▶ Exercise directions:
For the material below, return exactly the lines starting at the line containing "assert_eq!(counts.low, 1);" and ending at the line containing "async fn test_view_follows_mutations()", both ends included, and no others.

== Segment start ==

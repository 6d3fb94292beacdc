//! Bounded activity store
//!
//! Append-only FIFO history of activity records. The store is owned by the
//! decision engine; readers elsewhere get an [`ActivityView`], a read-only
//! handle that always sees the latest published snapshot.
//!
//! The suspicious subset is never stored separately: it is filtered out of
//! the main log on demand, so it shares the log's capacity and eviction.

use crate::types::{ActivityRecord, ThreatLevel};
use serde::{Deserialize, Serialize};
use std::collections::VecDeque;
use std::sync::Arc;
use tokio::sync::watch;

type Snapshot = Arc<Vec<Arc<ActivityRecord>>>;

/// Record counts by threat level
#[derive(Debug, Clone, Default, PartialEq, Eq, Serialize, Deserialize)]
#[serde(rename_all = "camelCase")]
pub struct ThreatCounts {
    pub total: u64,
    pub low: u64,
    pub medium: u64,
    pub high: u64,
    pub critical: u64,
    /// Records without a classification
    pub unclassified: u64,
}

impl ThreatCounts {
    fn tally<'a>(records: impl Iterator<Item = &'a Arc<ActivityRecord>>) -> Self {
        let mut counts = Self::default();
        for record in records {
            counts.total += 1;
            match record.threat_level() {
                Some(ThreatLevel::Low) => counts.low += 1,
                Some(ThreatLevel::Medium) => counts.medium += 1,
                Some(ThreatLevel::High) => counts.high += 1,
                Some(ThreatLevel::Critical) => counts.critical += 1,
                None => counts.unclassified += 1,
            }
        }
        counts
    }

    /// High plus critical
    pub fn suspicious(&self) -> u64 {
        self.high + self.critical
    }
}

/// Bounded, insertion-ordered activity log
pub struct ActivityStore {
    records: VecDeque<Arc<ActivityRecord>>,
    capacity: usize,
    published: watch::Sender<Snapshot>,
}

impl ActivityStore {
    /// Create an empty store holding at most `capacity` records
    pub fn new(capacity: usize) -> Self {
        let capacity = capacity.max(1);
        let (published, _) = watch::channel(Arc::new(Vec::new()));
        Self {
            records: VecDeque::with_capacity(capacity),
            capacity,
            published,
        }
    }

    /// Append a record, evicting the oldest once over capacity
    pub(crate) fn append(&mut self, record: ActivityRecord) -> Arc<ActivityRecord> {
        let record = Arc::new(record);
        self.records.push_back(record.clone());

        while self.records.len() > self.capacity {
            if let Some(evicted) = self.records.pop_front() {
                tracing::debug!(
                    request_id = %evicted.event.request_id,
                    capacity = self.capacity,
                    "Activity record evicted"
                );
            }
        }

        self.publish();
        record
    }

    /// Replace the contents with previously persisted records
    ///
    /// Keeps the newest `capacity` records when more were persisted.
    pub(crate) fn restore(&mut self, records: Vec<ActivityRecord>) {
        let skip = records.len().saturating_sub(self.capacity);
        self.records = records.into_iter().skip(skip).map(Arc::new).collect();
        self.publish();
    }

    /// All records, oldest first
    pub fn snapshot(&self) -> Vec<Arc<ActivityRecord>> {
        self.records.iter().cloned().collect()
    }

    /// High and critical records, oldest first
    pub fn suspicious_snapshot(&self) -> Vec<Arc<ActivityRecord>> {
        self.records
            .iter()
            .filter(|r| r.is_suspicious())
            .cloned()
            .collect()
    }

    pub fn len(&self) -> usize {
        self.records.len()
    }

    pub fn is_empty(&self) -> bool {
        self.records.is_empty()
    }

    pub fn capacity(&self) -> usize {
        self.capacity
    }

    pub fn counts(&self) -> ThreatCounts {
        ThreatCounts::tally(self.records.iter())
    }

    /// Read-only handle that follows every mutation
    pub fn view(&self) -> ActivityView {
        ActivityView {
            rx: self.published.subscribe(),
        }
    }

    fn publish(&self) {
        self.published.send_replace(Arc::new(self.snapshot()));
    }
}

/// Read-only view of the activity store
///
/// Cheap to clone; usable from any context.
#[derive(Clone)]
pub struct ActivityView {
    rx: watch::Receiver<Snapshot>,
}

impl ActivityView {
    /// All records, oldest first
    pub fn snapshot(&self) -> Vec<Arc<ActivityRecord>> {
        self.rx.borrow().to_vec()
    }

    /// High and critical records, oldest first
    pub fn suspicious_snapshot(&self) -> Vec<Arc<ActivityRecord>> {
        self.rx
            .borrow()
            .iter()
            .filter(|r| r.is_suspicious())
            .cloned()
            .collect()
    }

    pub fn len(&self) -> usize {
        self.rx.borrow().len()
    }

    pub fn is_empty(&self) -> bool {
        self.rx.borrow().is_empty()
    }

    pub fn counts(&self) -> ThreatCounts {
        ThreatCounts::tally(self.rx.borrow().iter())
    }

    /// Wait for the next mutation
    ///
    /// Returns `false` once the owning store has been dropped.
    pub async fn changed(&mut self) -> bool {
        self.rx.changed().await.is_ok()
    }
}

#[cfg(test)]
mod tests {
    use super::*;
    use crate::types::{Capability, ClassificationResult, PageOrigin, PermissionEvent};
    use std::collections::BTreeSet;

    fn record(level: Option<ThreatLevel>) -> ActivityRecord {
        let origin = PageOrigin::from_url("https://example.com/").unwrap();
        let event = PermissionEvent::pending(Capability::Camera, &origin);
        let classification = level.map(|threat_level| ClassificationResult {
            threat_level,
            anomaly_score: 0.5,
            reason: "test".to_string(),
            triggered_layers: BTreeSet::new(),
        });
        ActivityRecord::new(event, classification, None)
    }

    #[test]
    fn test_snapshot_keeps_last_capacity_in_order() {
        let mut store = ActivityStore::new(500);
        let mut ids = Vec::new();

        for _ in 0..737 {
            let r = store.append(record(Some(ThreatLevel::Low)));
            ids.push(r.event.request_id.clone());
        }

        let snapshot = store.snapshot();
        assert_eq!(snapshot.len(), 500);
        let snapshot_ids: Vec<_> = snapshot.iter().map(|r| r.event.request_id.clone()).collect();
        assert_eq!(snapshot_ids, ids[ids.len() - 500..].to_vec());
    }

    #[test]
    fn test_501st_append_evicts_first() {
        let mut store = ActivityStore::new(500);
        let first = store.append(record(None));
        for _ in 0..499 {
            store.append(record(None));
        }
        assert_eq!(store.len(), 500);
        assert_eq!(store.snapshot()[0].event.request_id, first.event.request_id);

        store.append(record(None));
        assert_eq!(store.len(), 500);
        assert!(store
            .snapshot()
            .iter()
            .all(|r| r.event.request_id != first.event.request_id));
    }

    #[test]
    fn test_suspicious_is_derived_from_log() {
        let mut store = ActivityStore::new(3);
        let high = store.append(record(Some(ThreatLevel::High)));
        store.append(record(Some(ThreatLevel::Medium)));
        let critical = store.append(record(Some(ThreatLevel::Critical)));

        let suspicious = store.suspicious_snapshot();
        assert_eq!(suspicious.len(), 2);
        assert_eq!(suspicious[0].event.request_id, high.event.request_id);
        assert_eq!(suspicious[1].event.request_id, critical.event.request_id);

        // evicting the high record from the log removes it from the subset
        store.append(record(Some(ThreatLevel::Low)));
        let suspicious = store.suspicious_snapshot();
        assert_eq!(suspicious.len(), 1);
        assert_eq!(suspicious[0].event.request_id, critical.event.request_id);
    }

    #[test]
    fn test_counts() {
        let mut store = ActivityStore::new(10);
        store.append(record(Some(ThreatLevel::Low)));
        store.append(record(Some(ThreatLevel::High)));
        store.append(record(Some(ThreatLevel::Critical)));
        store.append(record(None));

        let counts = store.counts();
        assert_eq!(counts.total, 4);
        assert_eq!(counts.low, 1);
        assert_eq!(counts.unclassified, 1);
        assert_eq!(counts.suspicious(), 2);
    }

    #[test]
    fn test_restore_keeps_newest() {
        let mut store = ActivityStore::new(2);
        let records: Vec<_> = (0..3).map(|_| record(None)).collect();
        let newest: Vec<_> = records[1..].iter().map(|r| r.event.request_id.clone()).collect();

        store.restore(records);
        let ids: Vec<_> = store.snapshot().iter().map(|r| r.event.request_id.clone()).collect();
        assert_eq!(ids, newest);
    }

    #[tokio::test]
    async fn test_view_follows_mutations() {
        let mut store = ActivityStore::new(10);
        let mut view = store.view();
        assert!(view.is_empty());

        store.append(record(Some(ThreatLevel::Critical)));
        assert!(view.changed().await);
        assert_eq!(view.len(), 1);
        assert_eq!(view.suspicious_snapshot().len(), 1);
        assert_eq!(view.counts().critical, 1);

        drop(store);
        assert!(!view.changed().await);
    }

    #[test]
    fn test_zero_capacity_clamped() {
        let mut store = ActivityStore::new(0);
        store.append(record(None));
        store.append(record(None));
        assert_eq!(store.capacity(), 1);
        assert_eq!(store.len(), 1);
    }
}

== Segment end ==

▶ Problem solution:
        assert_eq!(counts.low, 1);
        assert_eq!(counts.unclassified, 1);
        assert_eq!(counts.suspicious(), 2);
    }

    #[test]
    fn test_restore_keeps_newest() {
        let mut store = ActivityStore::new(2);
        let records: Vec<_> = (0..3).map(|_| record(None)).collect();
        let newest: Vec<_> = records[1..].iter().map(|r| r.event.request_id.clone()).collect();

        store.restore(records);
        let ids: Vec<_> = store.snapshot().iter().map(|r| r.event.request_id.clone()).collect();
        assert_eq!(ids, newest);
    }

    #[tokio::test]
    async fn test_view_follows_mutations() {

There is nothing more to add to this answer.